A friend on Facebook lives somewhere delightfully country-y-- Virginia, i think? She puts up pictures of the views from her house and i LOVE it. I told her to keep 'em coming, that I was feeling a little too city mouse. She said one day we should swap houses and swap being city/country mice. Let me know if anyone else would be interested in such an arrangement. If you don't mind real mice scurrying here and there (not IN my apartment, but i won't say never) and dirty people and things, always always being surrounded by people and noise, and also wonderful amazing things to see and experience that I can't, at this moment, quite recall but I know they're there. I could never fully forget for they have been woven into my being. And that reminds me of some quotes Sean randomly sent to me yesterday:
One need never leave the confines of New York to get all the greenery one wishes—I can't even enjoy a blade of grass unless I know there's a subway handy, or a record store or some other sign that people do not totally regret life.
- Frank Ohara
City of wharves and stores! city of tall façades of marble and iron!
Proud and passionate city! mettlesome, mad, extravagant city!
- Walt Whitman
And that brings me to a quote I heard recently that pretty much blew my mind. It's a warning and call to fight the poison called dissatisfaction. Forgetting what you have because you're too busy chasing for more and thereby falling into a joyless state. It is an excerpt from a piece interestingly called The Simple Life, written by Charles Wagner, (I started writing this post and titled it before I even heard this quote) a French reformed pastor born in the 1850's. It's amazing, I love it, and I've made it the theme of my life:
“He who lives to eat, drink, sleep, dress, take his walk, -in short, pamper himself all that he can –be it the courtier basking in the sun, the drunken laborer, the commoner serving his belly, the woman absorbed in her toilettes, the profligate of low estate or high, or simply the ordinary pleasure-lover, a ‘good fellow,’ but too obedient to material needs – that man or woman is on the downward way of desire, and the descent is fatal… Such men are dupes of an illusion forever repeated, they think: ‘Just a few steps more, the last, toward the thing down there that we covet; then we will halt.’ But the velocity they gain sweeps them on, and the further they go the less able they are to resist it.
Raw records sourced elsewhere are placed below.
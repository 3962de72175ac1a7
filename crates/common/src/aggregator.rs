use chrono::{DateTime, Duration, Utc};

use crate::Bar;

/// Collapses a stream of fixed-duration bars into coarser bars.
///
/// The aggregator is driven synchronously: the consumer feeds bars in
/// producer order and forwards whatever `push` emits. State is kept between
/// pushes, so resuming a feed continues the window that was open when the
/// previous stream ended. A trailing incomplete window is never flushed.
pub enum Aggregator {
    Identity,
    Interval(IntervalAggregator),
}

impl Aggregator {
    /// Aggregator collapsing `n` 1-minute bars per emitted bar.
    pub fn for_bar_count(n: usize) -> Self {
        if n > 1 {
            Aggregator::Interval(IntervalAggregator::new(
                Duration::minutes(1),
                Duration::minutes(n as i64),
            ))
        } else {
            Aggregator::Identity
        }
    }

    pub fn push(&mut self, bar: Bar) -> Option<Bar> {
        match self {
            Aggregator::Identity => Some(bar),
            Aggregator::Interval(agg) => agg.push(bar),
        }
    }
}

struct Window {
    bar: Bar,
    end: DateTime<Utc>,
}

/// Merges consecutive bars into windows of `interval`, anchored at the bar
/// that opens each window.
///
/// A window closes when an incoming bar starts at or past its end (the old
/// window is emitted and the bar opens the next one), or as soon as the
/// merged bar's own end reaches the window end.
pub struct IntervalAggregator {
    bar_duration: Duration,
    interval: Duration,
    acc: Option<Window>,
}

impl IntervalAggregator {
    pub fn new(bar_duration: Duration, interval: Duration) -> Self {
        assert!(
            interval > bar_duration,
            "aggregation interval must exceed the bar duration"
        );
        Self {
            bar_duration,
            interval,
            acc: None,
        }
    }

    pub fn push(&mut self, bar: Bar) -> Option<Bar> {
        let mut emitted = None;
        if let Some(w) = &self.acc {
            if bar.time >= w.end {
                emitted = self.acc.take().map(|w| w.bar);
            }
        }

        let interval = self.interval;
        let w = self.acc.get_or_insert_with(|| Window {
            end: bar.time + interval,
            bar: Bar {
                time: bar.time,
                open: bar.open,
                high: bar.high,
                low: bar.low,
                close: bar.close,
                volume: Default::default(),
            },
        });

        w.bar.close = bar.close;
        w.bar.high = w.bar.high.max(bar.high);
        w.bar.low = w.bar.low.min(bar.low);
        w.bar.volume += bar.volume;

        if bar.time + self.bar_duration >= w.end {
            emitted = self.acc.take().map(|w| w.bar);
        }

        emitted
    }
}

#[cfg(test)]
mod tests {
    use super::*;
    use chrono::TimeZone;
    use rust_decimal::Decimal;

    // (minute, open, high, low, close, volume)
    type Row = (i64, f64, f64, f64, f64, f64);

    fn bar(row: Row) -> Bar {
        let (minute, o, h, l, c, v) = row;
        Bar {
            time: Utc.timestamp_opt(minute * 60, 0).unwrap(),
            open: Decimal::try_from(o).unwrap(),
            high: Decimal::try_from(h).unwrap(),
            low: Decimal::try_from(l).unwrap(),
            close: Decimal::try_from(c).unwrap(),
            volume: Decimal::try_from(v).unwrap(),
        }
    }

    fn run(agg: &mut Aggregator, input: &[Row]) -> Vec<Bar> {
        input.iter().filter_map(|r| agg.push(bar(*r))).collect()
    }

    #[test]
    fn three_minute_windows() {
        let cases: &[(&[Row], &[Row])] = &[
            // Window fills at the third bar; the trailing bar is discarded.
            (
                &[
                    (1, 1.0, 3.0, 1.0, 2.0, 1.0),
                    (2, 3.0, 5.0, 3.0, 4.0, 2.0),
                    (3, 4.0, 4.0, 2.0, 3.0, 3.0),
                    (4, 9.0, 9.0, 9.0, 9.0, 9.0),
                ],
                &[(1, 1.0, 5.0, 1.0, 3.0, 6.0)],
            ),
            // Two full back-to-back windows.
            (
                &[
                    (1, 10.0, 12.0, 9.0, 11.0, 100.0),
                    (2, 11.0, 13.0, 10.0, 12.0, 200.0),
                    (3, 12.0, 12.5, 11.0, 11.5, 150.0),
                    (4, 20.0, 21.0, 19.0, 20.5, 300.0),
                    (5, 20.5, 22.0, 20.0, 21.0, 100.0),
                    (6, 21.0, 21.5, 20.5, 21.2, 50.0),
                ],
                &[
                    (1, 10.0, 13.0, 9.0, 11.5, 450.0),
                    (4, 20.0, 22.0, 19.0, 21.2, 450.0),
                ],
            ),
            // A gap closes the short first window.
            (
                &[
                    (1, 5.0, 6.0, 5.0, 5.5, 10.0),
                    (2, 5.5, 7.0, 5.5, 6.5, 20.0),
                    (7, 8.0, 9.0, 7.5, 8.5, 30.0),
                    (8, 8.5, 9.5, 8.0, 9.0, 40.0),
                    (9, 9.0, 10.0, 8.8, 9.2, 50.0),
                ],
                &[
                    (1, 5.0, 7.0, 5.0, 6.5, 30.0),
                    (7, 8.0, 10.0, 7.5, 9.2, 120.0),
                ],
            ),
            // Bars spaced a full interval apart each form their own window.
            (
                &[
                    (0, 1.0, 2.0, 1.0, 2.0, 1.0),
                    (3, 2.0, 3.0, 2.0, 3.0, 2.0),
                    (6, 3.0, 4.0, 3.0, 3.5, 3.0),
                ],
                &[(0, 1.0, 2.0, 1.0, 2.0, 1.0), (3, 2.0, 3.0, 2.0, 3.0, 2.0)],
            ),
            // A single bar never completes a window.
            (&[(100, 1.0, 1.0, 1.0, 1.0, 1.0)], &[]),
            (
                &[
                    (10, 100.0, 101.0, 99.5, 100.5, 10.0),
                    (11, 100.5, 102.0, 98.0, 99.0, 20.0),
                    (12, 99.0, 100.0, 97.5, 98.0, 30.0),
                    (13, 98.0, 98.5, 96.0, 97.0, 40.0),
                    (14, 97.0, 99.0, 95.5, 98.5, 50.0),
                    (15, 98.5, 100.0, 97.0, 99.5, 60.0),
                    (16, 99.5, 101.0, 98.5, 100.0, 70.0),
                ],
                &[
                    (10, 100.0, 102.0, 97.5, 98.0, 60.0),
                    (13, 98.0, 100.0, 95.5, 99.5, 150.0),
                ],
            ),
        ];

        for (i, (input, expected)) in cases.iter().enumerate() {
            let mut agg = Aggregator::for_bar_count(3);
            let out = run(&mut agg, input);
            let want: Vec<Bar> = expected.iter().map(|r| bar(*r)).collect();
            assert_eq!(out, want, "case {i}");
        }
    }

    #[test]
    fn open_window_survives_stream_end() {
        let mut agg = Aggregator::for_bar_count(3);

        let out = run(
            &mut agg,
            &[(1, 1.0, 3.0, 1.0, 2.0, 1.0), (2, 3.0, 5.0, 3.0, 4.0, 2.0)],
        );
        assert!(out.is_empty());

        // The same aggregator picks the window back up on the next stream.
        let out = run(&mut agg, &[(3, 4.0, 4.0, 2.0, 3.0, 3.0)]);
        assert_eq!(out, vec![bar((1, 1.0, 5.0, 1.0, 3.0, 6.0))]);
    }

    #[test]
    fn identity_passes_through() {
        let mut agg = Aggregator::for_bar_count(1);
        let rows: &[Row] = &[(1, 1.0, 2.0, 1.0, 2.0, 5.0), (2, 2.0, 3.0, 2.0, 3.0, 6.0)];
        let out = run(&mut agg, rows);
        assert_eq!(out, rows.iter().map(|r| bar(*r)).collect::<Vec<_>>());
    }
}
Here is the secret of the unrest, the madness, of many of our contemporaries. Having condemned their will to the service of their appetites, they suffer the penalty. They are delivered up to violent passions which devour their flesh, crush their bones, suck their blood, and cannot be sated. … Has drunkenness, inventive as it is of new drinks, found the means of quenching thirst? Not at all. It might rather be called the art of making thirst inextinguishable. … Let your wants rule you, pamper them – you will see them multiply like insects in the sun. The more you give them, the more they demand. He is senseless who seeks for happiness in material prosperity alone. … A man enslaved to his wants may best be compared to a bear with a ring in its nose, that is led about and made to dance at will. The likeness is not flattering, but you will grant that it is true.”
1 comment:
I'm the same way, and I already live in the suburbs! Recently, I can't stop dreaming of having a farm. My husband could be around all day, the kids could follow him some of the time. Cows and goats to milk, sheep to herd... I'm really not super outdoorsy (not by a long shot), but it just sounds so peaceful and fulfilling to live this way...
We're hoping to get chickens this spring. It will be our first step towards this lifestyle.